From 65ff6a73b3d5a3bb0cafa3d667b0d077bfcfc3f5 Mon Sep 17 00:00:00 2001
From: Nick Hill <nickhill@us.ibm.com>
Date: Thu, 30 Mar 2023 18:10:18 -0700
Subject: [PATCH] Some more simplification, fix flash_neox cu_seqlen pruning

---
 server/text_generation_server/models/causal_lm.py  |  6 ++----
 server/text_generation_server/models/flash_neox.py | 12 +++++++-----
 server/text_generation_server/models/seq2seq_lm.py |  6 +-----
 3 files changed, 10 insertions(+), 14 deletions(-)

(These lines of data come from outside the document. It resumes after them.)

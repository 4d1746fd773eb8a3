//! In-memory row store backend

use std::cmp::Ordering;
use std::sync::atomic::{AtomicI64, AtomicUsize, Ordering as AtomicOrdering};
use std::sync::RwLock;

use async_trait::async_trait;
use chrono::{SecondsFormat, Utc};
use dashmap::DashMap;
use serde_json::Value;

use crate::{Error, Result};

use super::{Filter, Order, Row, RowStore};

/// Row store kept in process memory.
///
/// Inserted rows get an integer `id` and a `created_at` timestamp when the caller
/// leaves them out, like the column defaults of the hosted tables.
pub struct MemoryStore {
    tables: DashMap<String, Vec<Row>>,
    next_id: AtomicI64,
    calls: AtomicUsize,
    failure: RwLock<Option<String>>,
}

impl MemoryStore {
    pub fn new() -> Self {
        Self {
            tables: DashMap::new(),
            next_id: AtomicI64::new(1),
            calls: AtomicUsize::new(0),
            failure: RwLock::new(None),
        }
    }

    /// Make every following operation fail with `message`
    pub fn fail_with(&self, message: impl Into<String>) {
        if let Ok(mut failure) = self.failure.write() {
            *failure = Some(message.into());
        }
    }

    pub fn clear_failure(&self) {
        if let Ok(mut failure) = self.failure.write() {
            *failure = None;
        }
    }

    /// Number of operations attempted so far, failed ones included
    pub fn calls(&self) -> usize {
        self.calls.load(AtomicOrdering::SeqCst)
    }

    /// Snapshot of a table's rows in insertion order
    pub fn rows(&self, table: &str) -> Vec<Row> {
        self.tables
            .get(table)
            .map(|rows| rows.value().clone())
            .unwrap_or_default()
    }

    fn begin(&self) -> Result<()> {
        self.calls.fetch_add(1, AtomicOrdering::SeqCst);
        let failure = self
            .failure
            .read()
            .map_err(|_| Error::store("memory store lock poisoned"))?;
        match failure.as_ref() {
            Some(message) => Err(Error::store(message.clone())),
            None => Ok(()),
        }
    }
}

impl Default for MemoryStore {
    fn default() -> Self {
        Self::new()
    }
}

#[async_trait]
impl RowStore for MemoryStore {
    async fn select(
        &self,
        table: &str,
        filters: &[Filter],
        order: Option<&Order>,
    ) -> Result<Vec<Row>> {
        self.begin()?;

        let mut rows: Vec<Row> = match self.tables.get(table) {
            Some(rows) => rows
                .iter()
                .filter(|row| filters.iter().all(|f| f.matches(row)))
                .cloned()
                .collect(),
            None => Vec::new(),
        };

        if let Some(order) = order {
            rows.sort_by(|a, b| {
                let ord = compare_values(a.get(&order.column), b.get(&order.column));
                if order.ascending {
                    ord
                } else {
                    ord.reverse()
                }
            });
        }

        Ok(rows)
    }

    async fn insert(&self, table: &str, mut row: Row) -> Result<Row> {
        self.begin()?;

        if !row.contains_key("id") {
            let id = self.next_id.fetch_add(1, AtomicOrdering::SeqCst);
            row.insert("id".to_string(), Value::from(id));
        }
        if !row.contains_key("created_at") {
            row.insert(
                "created_at".to_string(),
                Value::from(Utc::now().to_rfc3339_opts(SecondsFormat::Micros, true)),
            );
        }

        self.tables
            .entry(table.to_string())
            .or_default()
            .push(row.clone());

        Ok(row)
    }

    async fn update(&self, table: &str, filters: &[Filter], patch: Row) -> Result<()> {
        self.begin()?;

        if let Some(mut rows) = self.tables.get_mut(table) {
            for row in rows
                .iter_mut()
                .filter(|row| filters.iter().all(|f| f.matches(row)))
            {
                for (column, value) in &patch {
                    row.insert(column.clone(), value.clone());
                }
            }
        }

        Ok(())
    }
}

// Nulls and missing columns sort first, as Postgres does for ascending NULLS FIRST.
fn compare_values(a: Option<&Value>, b: Option<&Value>) -> Ordering {
    match (a, b) {
        (Some(Value::Number(x)), Some(Value::Number(y))) => x
            .as_f64()
            .partial_cmp(&y.as_f64())
            .unwrap_or(Ordering::Equal),
        (Some(Value::String(x)), Some(Value::String(y))) => x.cmp(y),
        (Some(Value::Bool(x)), Some(Value::Bool(y))) => x.cmp(y),
        (None | Some(Value::Null), None | Some(Value::Null)) => Ordering::Equal,
        (None | Some(Value::Null), _) => Ordering::Less,
        (_, None | Some(Value::Null)) => Ordering::Greater,
        _ => Ordering::Equal,
    }
}
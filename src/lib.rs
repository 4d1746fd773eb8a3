//! Habitlog - HTTP API for habit tracking on top of a hosted row store
//!
//! Habitlog exposes a small REST surface for a mobile client:
//! - Habit types per user (list, create)
//! - One-shot habit events
//! - Timed sessions (start, end)
//!
//! Every request is validated up front and then delegated to a [`store::RowStore`],
//! either Supabase's REST interface or an in-memory store for tests and local runs.

pub mod api;
pub mod config;
pub mod error;
pub mod store;
pub mod types;

pub use error::{Error, Result};
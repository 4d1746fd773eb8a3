//! API handlers

use axum::{
    extract::{
        rejection::{JsonRejection, PathRejection},
        Path, State,
    },
    http::StatusCode,
    Json,
};
use chrono::Utc;
use serde::Serialize;

use crate::api::{validation::MissingFields, ApiError, AppState};
use crate::store::{Filter, Order, Row};
use crate::types::{
    to_row, CreateHabitRequest, EndSessionRequest, HabitEventRequest, MessageResponse,
    NewHabitLog, NewHabitType, RecordId, SessionEnd, SessionStartResponse, HABIT_LOGS_TABLE,
    HABIT_TYPES_TABLE,
};

const MISSING_USER_ID: &str = "Falta el parámetro userId en la URL.";

/// Liveness probe
pub async fn root() -> &'static str {
    "API de seguimiento de hábitos funcionando"
}

/// Health check; does not touch the store
pub async fn health(State(state): State<AppState>) -> Json<HealthResponse> {
    Json(HealthResponse {
        status: "ok".to_string(),
        version: env!("CARGO_PKG_VERSION").to_string(),
        backend: state.backend.to_string(),
    })
}

#[derive(Debug, Serialize)]
pub struct HealthResponse {
    pub status: String,
    pub version: String,
    pub backend: String,
}

/// `GET /habits` and `GET /habits/` without a user segment
pub async fn missing_user_id() -> ApiError {
    tracing::debug!("habit list requested without userId");
    ApiError::bad_request(MISSING_USER_ID)
}

/// List the active habit types of a user, oldest first
pub async fn list_habits(
    State(state): State<AppState>,
    user_id: Result<Path<String>, PathRejection>,
) -> Result<Json<Vec<Row>>, ApiError> {
    let Path(user_id) = user_id?;
    if user_id.trim().is_empty() {
        return Err(ApiError::bad_request(MISSING_USER_ID));
    }

    let rows = state
        .store
        .select(
            HABIT_TYPES_TABLE,
            &[Filter::eq("user_id", user_id.as_str()), Filter::eq("is_active", true)],
            Some(&Order::asc("created_at")),
        )
        .await
        .map_err(|e| {
            tracing::error!(%user_id, error = %e, "failed to list habit types");
            ApiError::store("Error al obtener los hábitos", &e)
        })?;

    Ok(Json(rows))
}

/// Create a habit type
pub async fn create_habit(
    State(state): State<AppState>,
    payload: Result<Json<CreateHabitRequest>, JsonRejection>,
) -> Result<(StatusCode, Json<MessageResponse>), ApiError> {
    let Json(payload) = payload?;

    let mut missing = MissingFields::default();
    let user_id = missing.id("userId", payload.user_id);
    let nombre = missing.text("nombre", payload.nombre);
    let tipo_registro = missing.text("tipoRegistro", payload.tipo_registro);
    let (Some(user_id), Some(nombre), Some(tipo_registro)) = (user_id, nombre, tipo_registro)
    else {
        tracing::debug!(missing = ?missing.names(), "rejected habit type");
        return Err(missing.into_error());
    };

    let row = to_row(&NewHabitType {
        user_id: user_id.clone(),
        nombre,
        tipo_registro,
        meta_diaria: payload.meta_diaria,
        is_active: true,
    })
    .map_err(|e| ApiError::store("Error al crear el hábito", &e))?;

    let inserted = state
        .store
        .insert(HABIT_TYPES_TABLE, row)
        .await
        .map_err(|e| {
            tracing::error!(%user_id, error = %e, "failed to create habit type");
            ApiError::store("Error al crear el hábito", &e)
        })?;

    tracing::info!(%user_id, id = ?inserted.get("id"), "habit type created");

    Ok((
        StatusCode::CREATED,
        Json(MessageResponse {
            message: "Hábito creado correctamente".to_string(),
        }),
    ))
}

/// Record a single habit occurrence
pub async fn log_event(
    State(state): State<AppState>,
    payload: Result<Json<HabitEventRequest>, JsonRejection>,
) -> Result<(StatusCode, Json<MessageResponse>), ApiError> {
    let Json(payload) = payload?;
    let log = new_habit_log(payload)?;
    let user_id = log.user_id.clone();

    let row = to_row(&log).map_err(|e| ApiError::store("Error al registrar el evento", &e))?;
    let inserted = state
        .store
        .insert(HABIT_LOGS_TABLE, row)
        .await
        .map_err(|e| {
            tracing::error!(%user_id, error = %e, "failed to log habit event");
            ApiError::store("Error al registrar el evento", &e)
        })?;

    tracing::info!(%user_id, id = ?inserted.get("id"), "habit event logged");

    Ok((
        StatusCode::CREATED,
        Json(MessageResponse {
            message: "Evento registrado correctamente".to_string(),
        }),
    ))
}

/// Open a timed session and hand back its log id
pub async fn start_session(
    State(state): State<AppState>,
    payload: Result<Json<HabitEventRequest>, JsonRejection>,
) -> Result<(StatusCode, Json<SessionStartResponse>), ApiError> {
    let Json(payload) = payload?;
    let log = new_habit_log(payload)?;
    let user_id = log.user_id.clone();

    let row = to_row(&log).map_err(|e| ApiError::store("Error al iniciar la sesión", &e))?;
    let inserted = state
        .store
        .insert(HABIT_LOGS_TABLE, row)
        .await
        .map_err(|e| {
            tracing::error!(%user_id, error = %e, "failed to start session");
            ApiError::store("Error al iniciar la sesión", &e)
        })?;

    let log_id = inserted
        .get("id")
        .and_then(RecordId::from_value)
        .ok_or_else(|| {
            tracing::error!(%user_id, "inserted session has no id");
            ApiError::store(
                "Error al iniciar la sesión",
                &crate::Error::store("the store returned no id for the new log"),
            )
        })?;

    tracing::info!(%user_id, %log_id, "session started");

    Ok((StatusCode::CREATED, Json(SessionStartResponse { log_id })))
}

/// Close a timed session
pub async fn end_session(
    State(state): State<AppState>,
    payload: Result<Json<EndSessionRequest>, JsonRejection>,
) -> Result<Json<MessageResponse>, ApiError> {
    let Json(payload) = payload?;

    let mut missing = MissingFields::default();
    let log_id = missing.id("logId", payload.log_id);
    let duration = missing.value("durationSeconds", payload.duration_seconds);
    let (Some(log_id), Some(duration)) = (log_id, duration) else {
        tracing::debug!(missing = ?missing.names(), "rejected session end");
        return Err(missing.into_error());
    };

    let patch = to_row(&SessionEnd {
        fecha_fin: Utc::now(),
        duracion_segundos: duration.clone(),
        notas: payload.notas,
    })
    .map_err(|e| ApiError::store("Error al finalizar la sesión", &e))?;

    state
        .store
        .update(HABIT_LOGS_TABLE, &[Filter::eq("id", log_id.to_value())], patch)
        .await
        .map_err(|e| {
            tracing::error!(%log_id, error = %e, "failed to end session");
            ApiError::store("Error al finalizar la sesión", &e)
        })?;

    tracing::info!(%log_id, duration_secs = %duration, "session ended");

    Ok(Json(MessageResponse {
        message: "Sesión finalizada correctamente".to_string(),
    }))
}

fn new_habit_log(payload: HabitEventRequest) -> Result<NewHabitLog, ApiError> {
    let mut missing = MissingFields::default();
    let user_id = missing.id("userId", payload.user_id);
    let habit_type_id = missing.id("habitTypeId", payload.habit_type_id);
    let (Some(user_id), Some(habit_type_id)) = (user_id, habit_type_id) else {
        tracing::debug!(missing = ?missing.names(), "rejected habit log");
        return Err(missing.into_error());
    };

    Ok(NewHabitLog {
        user_id,
        habit_type_id,
        fecha_inicio: Utc::now(),
    })
}
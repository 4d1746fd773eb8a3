//! Habitlog server binary

use std::sync::Arc;

use anyhow::Context;
use tracing_subscriber::{layer::SubscriberExt, util::SubscriberInitExt, EnvFilter};

use habitlog::api::{create_router, AppState};
use habitlog::config::{AppConfig, LogFormat};
use habitlog::store::{create_store, RowStore, StoreConfig};

#[tokio::main]
async fn main() -> anyhow::Result<()> {
    let config = AppConfig::load().context("failed to load configuration")?;

    init_tracing(&config)?;

    // Missing store credentials are fatal; never serve without a store
    let store_config = config.store_runtime().map_err(|err| {
        tracing::error!(error = %err, "invalid store configuration");
        err.context("invalid store configuration")
    })?;
    let backend = store_config.backend_name();
    if matches!(store_config, StoreConfig::Memory) {
        tracing::warn!("using the in-memory row store; data is lost on restart");
    }

    let store: Arc<dyn RowStore> =
        Arc::from(create_store(store_config).context("failed to create row store")?);
    tracing::info!(%backend, "Row store initialised");

    let router = create_router(AppState::new(store, backend));

    // Start server
    let addr = format!("{}:{}", config.server.host, config.server.port);
    let listener = tokio::net::TcpListener::bind(&addr)
        .await
        .with_context(|| format!("failed to bind to {}", addr))?;
    tracing::info!(%addr, "Listening for HTTP traffic");

    axum::serve(listener, router).await?;

    Ok(())
}

fn init_tracing(config: &AppConfig) -> anyhow::Result<()> {
    let env_filter = EnvFilter::try_from_default_env()
        .or_else(|_| EnvFilter::try_new(config.logging.level.clone()))
        .unwrap_or_else(|_| EnvFilter::new("habitlog=info,tower_http=info"));

    let registry = tracing_subscriber::registry().with(env_filter);

    match config.logging.format {
        LogFormat::Json => {
            registry
                .with(tracing_subscriber::fmt::layer().json())
                .init();
        }
        LogFormat::Text => {
            registry.with(tracing_subscriber::fmt::layer()).init();
        }
    }

    Ok(())
}
//! Required-field checks for request bodies

use crate::types::RecordId;

use super::error::ApiError;

/// Collects the names of required fields that were absent or blank.
///
/// Each accessor hands the value back only when it is present, so handlers can
/// destructure all of them at once and report every missing field in one response.
#[derive(Debug, Default)]
pub struct MissingFields {
    names: Vec<&'static str>,
}

impl MissingFields {
    pub fn id(&mut self, name: &'static str, value: Option<RecordId>) -> Option<RecordId> {
        match value {
            Some(id) if !id.is_blank() => Some(id),
            _ => self.miss(name),
        }
    }

    pub fn text(&mut self, name: &'static str, value: Option<String>) -> Option<String> {
        match value {
            Some(text) if !text.trim().is_empty() => Some(text),
            _ => self.miss(name),
        }
    }

    /// Presence-only check; zero and other falsy values count as present
    pub fn value<T>(&mut self, name: &'static str, value: Option<T>) -> Option<T> {
        match value {
            Some(v) => Some(v),
            None => self.miss(name),
        }
    }

    pub fn names(&self) -> &[&'static str] {
        &self.names
    }

    pub fn into_error(self) -> ApiError {
        ApiError::missing_fields(&self.names)
    }

    fn miss<T>(&mut self, name: &'static str) -> Option<T> {
        self.names.push(name);
        None
    }
}
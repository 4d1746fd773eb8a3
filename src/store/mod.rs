//! Row store abstraction layer
//!
//! Provides a narrow select/insert/update interface over named tables, backed by
//! Supabase's REST API or by process memory.

use std::time::Duration;

use async_trait::async_trait;
use serde_json::{Map, Value};

use crate::Result;

pub mod memory;
pub mod supabase;

/// A single table row as a JSON object
pub type Row = Map<String, Value>;

/// Row store trait
#[async_trait]
pub trait RowStore: Send + Sync {
    /// Fetch rows matching every filter, optionally ordered
    async fn select(&self, table: &str, filters: &[Filter], order: Option<&Order>)
        -> Result<Vec<Row>>;

    /// Insert a row and return it as stored
    async fn insert(&self, table: &str, row: Row) -> Result<Row>;

    /// Apply a patch to every row matching the filters
    async fn update(&self, table: &str, filters: &[Filter], patch: Row) -> Result<()>;
}

/// Column predicate
#[derive(Debug, Clone, PartialEq)]
pub struct Filter {
    pub column: String,
    pub op: FilterOp,
    pub value: Value,
}

impl Filter {
    pub fn eq(column: impl Into<String>, value: impl Into<Value>) -> Self {
        Self {
            column: column.into(),
            op: FilterOp::Eq,
            value: value.into(),
        }
    }

    /// Whether a row satisfies this predicate
    pub fn matches(&self, row: &Row) -> bool {
        match self.op {
            FilterOp::Eq => row
                .get(&self.column)
                .is_some_and(|v| values_equal(v, &self.value)),
        }
    }
}

/// Filter operation
#[derive(Debug, Clone, Copy, PartialEq, Eq)]
pub enum FilterOp {
    Eq,
}

impl FilterOp {
    /// PostgREST operator name
    pub fn as_str(&self) -> &'static str {
        match self {
            FilterOp::Eq => "eq",
        }
    }
}

/// Result ordering
#[derive(Debug, Clone, PartialEq, Eq)]
pub struct Order {
    pub column: String,
    pub ascending: bool,
}

impl Order {
    pub fn asc(column: impl Into<String>) -> Self {
        Self {
            column: column.into(),
            ascending: true,
        }
    }

    pub fn desc(column: impl Into<String>) -> Self {
        Self {
            column: column.into(),
            ascending: false,
        }
    }
}

// Ids may arrive as "42" from a path segment while the column holds 42.
fn values_equal(stored: &Value, wanted: &Value) -> bool {
    match (stored, wanted) {
        (Value::Number(a), Value::String(b)) | (Value::String(b), Value::Number(a)) => {
            a.to_string() == *b
        }
        (Value::Number(a), Value::Number(b)) => match (a.as_f64(), b.as_f64()) {
            (Some(x), Some(y)) => x == y,
            _ => a == b,
        },
        _ => stored == wanted,
    }
}

/// Store configuration
#[derive(Debug, Clone)]
pub enum StoreConfig {
    Supabase {
        url: String,
        service_key: String,
        schema: String,
        timeout: Duration,
    },
    Memory,
}

impl StoreConfig {
    /// Backend name for logs and health output
    pub fn backend_name(&self) -> &'static str {
        match self {
            StoreConfig::Supabase { .. } => "supabase",
            StoreConfig::Memory => "memory",
        }
    }
}

/// Create row store from config
pub fn create_store(config: StoreConfig) -> Result<Box<dyn RowStore>> {
    match config {
        StoreConfig::Supabase {
            url,
            service_key,
            schema,
            timeout,
        } => {
            let backend = supabase::SupabaseStore::new(url, service_key, schema, timeout)?;
            Ok(Box::new(backend))
        }
        StoreConfig::Memory => Ok(Box::new(memory::MemoryStore::new())),
    }
}
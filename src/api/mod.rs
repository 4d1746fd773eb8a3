//! HTTP API server

use axum::{
    routing::{get, post, put},
    Router,
};
use tower_http::{cors::CorsLayer, trace::TraceLayer};

pub mod error;
pub mod handlers;
pub mod state;
pub mod validation;

pub use error::ApiError;
pub use state::AppState;

/// Build the API router using the provided application state
pub fn create_router(state: AppState) -> Router {
    Router::new()
        .route("/", get(handlers::root))
        .route("/health", get(handlers::health))
        .route(
            "/habits",
            get(handlers::missing_user_id).post(handlers::create_habit),
        )
        .route("/habits/", get(handlers::missing_user_id))
        .route("/habits/:user_id", get(handlers::list_habits))
        .route("/logs/event", post(handlers::log_event))
        .route("/logs/session/start", post(handlers::start_session))
        .route("/logs/session/end", put(handlers::end_session))
        .layer(TraceLayer::new_for_http())
        .layer(CorsLayer::permissive())
        .with_state(state)
}
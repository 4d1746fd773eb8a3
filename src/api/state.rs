//! API server state

use std::sync::Arc;

use crate::store::RowStore;

/// API server state
#[derive(Clone)]
pub struct AppState {
    /// Row store shared by all requests
    pub store: Arc<dyn RowStore>,

    /// Backend name reported by the health endpoint
    pub backend: &'static str,
}

impl AppState {
    pub fn new(store: Arc<dyn RowStore>, backend: &'static str) -> Self {
        Self { store, backend }
    }
}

diff --git a/server/text_generation_server/models/causal_lm.py b/server/text_generation_server/models/causal_lm.py
index 72c53647..a4822317 100644
--- a/server/text_generation_server/models/causal_lm.py
+++ b/server/text_generation_server/models/causal_lm.py
@@ -281,7 +281,7 @@ class CausalLMBatch(Batch):
 
         #TODO maybe a single loop for all these list slices
         slice_list = itemgetter(*keep_indices) if new_size > 1 else lambda l: (l[keep_indices[0]],)
-        batch.input_lengths = slice_list(batch.input_lengths)
+        batch.input_lengths = list(slice_list(batch.input_lengths))
         batch.requests = slice_list(batch.requests)
         batch.all_input_ids = slice_list(batch.all_input_ids)
         batch.next_token_choosers = slice_list(batch.next_token_choosers)
@@ -366,7 +366,6 @@ class CausalLM(Model):
         )
 
         # New values for next forward
-        next_batch_input_lengths = []
         next_batch_input_ids = []
         next_batch_all_input_ids = []
 
@@ -405,7 +404,7 @@ class CausalLM(Model):
 
             next_batch_input_ids.append(next_token_id)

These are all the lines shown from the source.